Can you restate the records below word for word?

** Data to examine follows **

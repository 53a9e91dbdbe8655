//! Action execution
//!
//! Functions for applying pawn moves and wall placements. An illegal
//! candidate is not an error: the caller gets back a copy of the state it
//! passed in and is expected to re-render it.

use crate::move_gen::is_valid_move;
use crate::types::*;
use crate::wall_gen::is_valid_wall_placement;
use tracing::trace;

/// Result of [`apply_action`]
#[derive(Debug, Clone, PartialEq, Eq)]
pub enum ActionOutcome {
    /// The action was legal; here is the next state
    Applied(GameState),
    /// The action was illegal; the state is unchanged
    Rejected,
}

impl ActionOutcome {
    /// The next state, or the given fallback when rejected
    pub fn into_state_or(self, current: &GameState) -> GameState {
        match self {
            ActionOutcome::Applied(next) => next,
            ActionOutcome::Rejected => current.clone(),
        }
    }

    pub fn is_applied(&self) -> bool {
        matches!(self, ActionOutcome::Applied(_))
    }
}

/// Check if an action is legal for the player to move
pub fn is_legal_action(state: &GameState, action: &Action) -> bool {
    match action {
        Action::Move(to) => is_valid_move(state.current_player, *to, state),
        Action::Wall(wall) => is_valid_wall_placement(wall, state),
    }
}

/// Apply an action for the player to move
///
/// # Examples
///
/// ```rust
/// use quoridor_engine::api::{apply_action, create_initial_state};
/// use quoridor_engine::types::{Action, Position};
///
/// let state = create_initial_state();
/// let outcome = apply_action(&state, &Action::Move(Position::new(4, 1)));
/// assert!(outcome.is_applied());
/// ```
pub fn apply_action(state: &GameState, action: &Action) -> ActionOutcome {
    if !is_legal_action(state, action) {
        trace!(
            "[ENGINE] Rejected {} for player {}",
            action,
            state.current_player
        );
        return ActionOutcome::Rejected;
    }

    let mover = state.current_player;
    let next = match *action {
        Action::Move(to) => {
            let mut players = state.players;
            players[mover].position = to;
            let winner = (to.z == goal_row(mover)).then_some(mover);
            GameState {
                players,
                current_player: opponent(mover),
                walls: state.walls.clone(),
                wall_owners: state.wall_owners.clone(),
                winner,
            }
        }
        Action::Wall(wall) => {
            let mut players = state.players;
            players[mover].walls_left = players[mover].walls_left.saturating_sub(1);
            let mut walls = state.walls.clone();
            walls.push(wall);
            let mut wall_owners = state.wall_owners.clone();
            wall_owners.push(mover);
            GameState {
                players,
                current_player: opponent(mover),
                walls,
                wall_owners,
                winner: None,
            }
        }
    };

    ActionOutcome::Applied(next)
}

/// Move the current player's pawn to `(x, z)`
///
/// Returns the unchanged state if the game is over or the destination is not
/// a legal move. Reaching the goal row records the mover as winner; the turn
/// still passes, but nothing is legal in a finished game.
pub fn apply_move(x: Coord, z: Coord, state: &GameState) -> GameState {
    apply_action(state, &Action::Move(Position::new(x, z))).into_state_or(state)
}

/// Place a wall for the current player
///
/// Returns the unchanged state if the game is over or the wall is illegal.
pub fn apply_wall(x: Coord, z: Coord, orientation: Orientation, state: &GameState) -> GameState {
    apply_action(state, &Action::Wall(Wall::new(x, z, orientation))).into_state_or(state)
}
//! Per-decision AI statistics

use crate::error::QuoridorEngineError;
use crate::types::Difficulty;
use serde::{Deserialize, Serialize};
use std::fmt;

/// Why the emergency fallback replaced a tier's decision
#[derive(Debug, Clone, Copy, PartialEq, Eq, Serialize, Deserialize)]
#[serde(rename_all = "snake_case")]
pub enum FallbackReason {
    /// The search machinery reported an inconsistency
    SearchFailed,
    /// The tier had nothing to offer
    NoDecision,
    /// The tier's action failed re-validation
    IllegalDecision,
    /// The tier panicked
    Panicked,
}

impl From<&QuoridorEngineError> for FallbackReason {
    fn from(err: &QuoridorEngineError) -> Self {
        match err {
            QuoridorEngineError::SearchError { .. } => FallbackReason::SearchFailed,
            QuoridorEngineError::NoCandidateActions { .. } => FallbackReason::NoDecision,
            QuoridorEngineError::IllegalDecision { .. } => FallbackReason::IllegalDecision,
            QuoridorEngineError::StrategyPanicked { .. } => FallbackReason::Panicked,
        }
    }
}

impl fmt::Display for FallbackReason {
    fn fmt(&self, f: &mut fmt::Formatter<'_>) -> fmt::Result {
        let text = match self {
            FallbackReason::SearchFailed => "search failed",
            FallbackReason::NoDecision => "no decision",
            FallbackReason::IllegalDecision => "illegal decision",
            FallbackReason::Panicked => "strategy panicked",
        };
        f.write_str(text)
    }
}

/// What the AI did on its last call to [`crate::ai::Ai::decide`]
#[derive(Debug, Clone, Copy, Default, PartialEq, Eq, Serialize, Deserialize)]
pub struct AiStatistics {
    pub difficulty: Difficulty,
    /// Search nodes visited (hard tier only)
    pub nodes: u64,
    /// Alpha-beta cutoffs taken (hard tier only)
    pub cutoffs: u64,
    /// Score of the chosen action under the tier's own heuristic
    pub score: Option<i32>,
    pub fallback: Option<FallbackReason>,
    /// No legal action could be found at all
    pub stuck: bool,
}

impl AiStatistics {
    pub fn new(difficulty: Difficulty) -> Self {
        AiStatistics {
            difficulty,
            ..Default::default()
        }
    }

    pub fn used_fallback(&self) -> bool {
        self.fallback.is_some()
    }
}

** End of Data to examine **

Response to this task:
repository 53a9e91dbdbe8655
//! Action execution
//!
//! Functions for applying pawn moves and wall placements. An illegal
//! candidate is not an error: the caller gets back a copy of the state it
//! passed in and is expected to re-render it.

use crate::move_gen::is_valid_move;
use crate::types::*;
use crate::wall_gen::is_valid_wall_placement;
use tracing::trace;

/// Result of [`apply_action`]
#[derive(Debug, Clone, PartialEq, Eq)]
pub enum ActionOutcome {
    /// The action was legal; here is the next state
    Applied(GameState),
    /// The action was illegal; the state is unchanged
    Rejected,
}

impl ActionOutcome {
    /// The next state, or the given fallback when rejected
    pub fn into_state_or(self, current: &GameState) -> GameState {
        match self {
            ActionOutcome::Applied(next) => next,
            ActionOutcome::Rejected => current.clone(),
        }
    }

    pub fn is_applied(&self) -> bool {
        matches!(self, ActionOutcome::Applied(_))
    }
}

/// Check if an action is legal for the player to move
pub fn is_legal_action(state: &GameState, action: &Action) -> bool {
    match action {
        Action::Move(to) => is_valid_move(state.current_player, *to, state),
        Action::Wall(wall) => is_valid_wall_placement(wall, state),
    }
}

/// Apply an action for the player to move
///
/// # Examples
///
/// ```rust
/// use quoridor_engine::api::{apply_action, create_initial_state};
/// use quoridor_engine::types::{Action, Position};
///
/// let state = create_initial_state();
/// let outcome = apply_action(&state, &Action::Move(Position::new(4, 1)));
/// assert!(outcome.is_applied());
/// ```
pub fn apply_action(state: &GameState, action: &Action) -> ActionOutcome {
    if !is_legal_action(state, action) {
        trace!(
            "[ENGINE] Rejected {} for player {}",
            action,
            state.current_player
        );
        return ActionOutcome::Rejected;
    }

    let mover = state.current_player;
    let next = match *action {
        Action::Move(to) => {
            let mut players = state.players;
            players[mover].position = to;
            let winner = (to.z == goal_row(mover)).then_some(mover);
            GameState {
                players,
                current_player: opponent(mover),
                walls: state.walls.clone(),
                wall_owners: state.wall_owners.clone(),
                winner,
            }
        }
        Action::Wall(wall) => {
            let mut players = state.players;
            players[mover].walls_left = players[mover].walls_left.saturating_sub(1);
            let mut walls = state.walls.clone();
            walls.push(wall);
            let mut wall_owners = state.wall_owners.clone();
            wall_owners.push(mover);
            GameState {
                players,
                current_player: opponent(mover),
                walls,
                wall_owners,
                winner: None,
            }
        }
    };

    ActionOutcome::Applied(next)
}

/// Move the current player's pawn to `(x, z)`
///
/// Returns the unchanged state if the game is over or the destination is not
/// a legal move. Reaching the goal row records the mover as winner; the turn
/// still passes, but nothing is legal in a finished game.
pub fn apply_move(x: Coord, z: Coord, state: &GameState) -> GameState {
    apply_action(state, &Action::Move(Position::new(x, z))).into_state_or(state)
}

/// Place a wall for the current player
///
/// Returns the unchanged state if the game is over or the wall is illegal.
pub fn apply_wall(x: Coord, z: Coord, orientation: Orientation, state: &GameState) -> GameState {
    apply_action(state, &Action::Wall(Wall::new(x, z, orientation))).into_state_or(state)
}
//! Per-decision AI statistics

use crate::error::QuoridorEngineError;
use crate::types::Difficulty;
use serde::{Deserialize, Serialize};
use std::fmt;

/// Why the emergency fallback replaced a tier's decision
#[derive(Debug, Clone, Copy, PartialEq, Eq, Serialize, Deserialize)]
#[serde(rename_all = "snake_case")]
pub enum FallbackReason {
    /// The search machinery reported an inconsistency
    SearchFailed,
    /// The tier had nothing to offer
    NoDecision,
    /// The tier's action failed re-validation
    IllegalDecision,
    /// The tier panicked
    Panicked,
}

impl From<&QuoridorEngineError> for FallbackReason {
    fn from(err: &QuoridorEngineError) -> Self {
        match err {
            QuoridorEngineError::SearchError { .. } => FallbackReason::SearchFailed,
            QuoridorEngineError::NoCandidateActions { .. } => FallbackReason::NoDecision,
            QuoridorEngineError::IllegalDecision { .. } => FallbackReason::IllegalDecision,
            QuoridorEngineError::StrategyPanicked { .. } => FallbackReason::Panicked,
        }
    }
}

impl fmt::Display for FallbackReason {
    fn fmt(&self, f: &mut fmt::Formatter<'_>) -> fmt::Result {
        let text = match self {
            FallbackReason::SearchFailed => "search failed",
            FallbackReason::NoDecision => "no decision",
            FallbackReason::IllegalDecision => "illegal decision",
            FallbackReason::Panicked => "strategy panicked",
        };
        f.write_str(text)
    }
}

/// What the AI did on its last call to [`crate::ai::Ai::decide`]
#[derive(Debug, Clone, Copy, Default, PartialEq, Eq, Serialize, Deserialize)]
pub struct AiStatistics {
    pub difficulty: Difficulty,
    /// Search nodes visited (hard tier only)
    pub nodes: u64,
    /// Alpha-beta cutoffs taken (hard tier only)
    pub cutoffs: u64,
    /// Score of the chosen action under the tier's own heuristic
    pub score: Option<i32>,
    pub fallback: Option<FallbackReason>,
    /// No legal action could be found at all
    pub stuck: bool,
}

impl AiStatistics {
    pub fn new(difficulty: Difficulty) -> Self {
        AiStatistics {
            difficulty,
            ..Default::default()
        }
    }

    pub fn used_fallback(&self) -> bool {
        self.fallback.is_some()
    }
}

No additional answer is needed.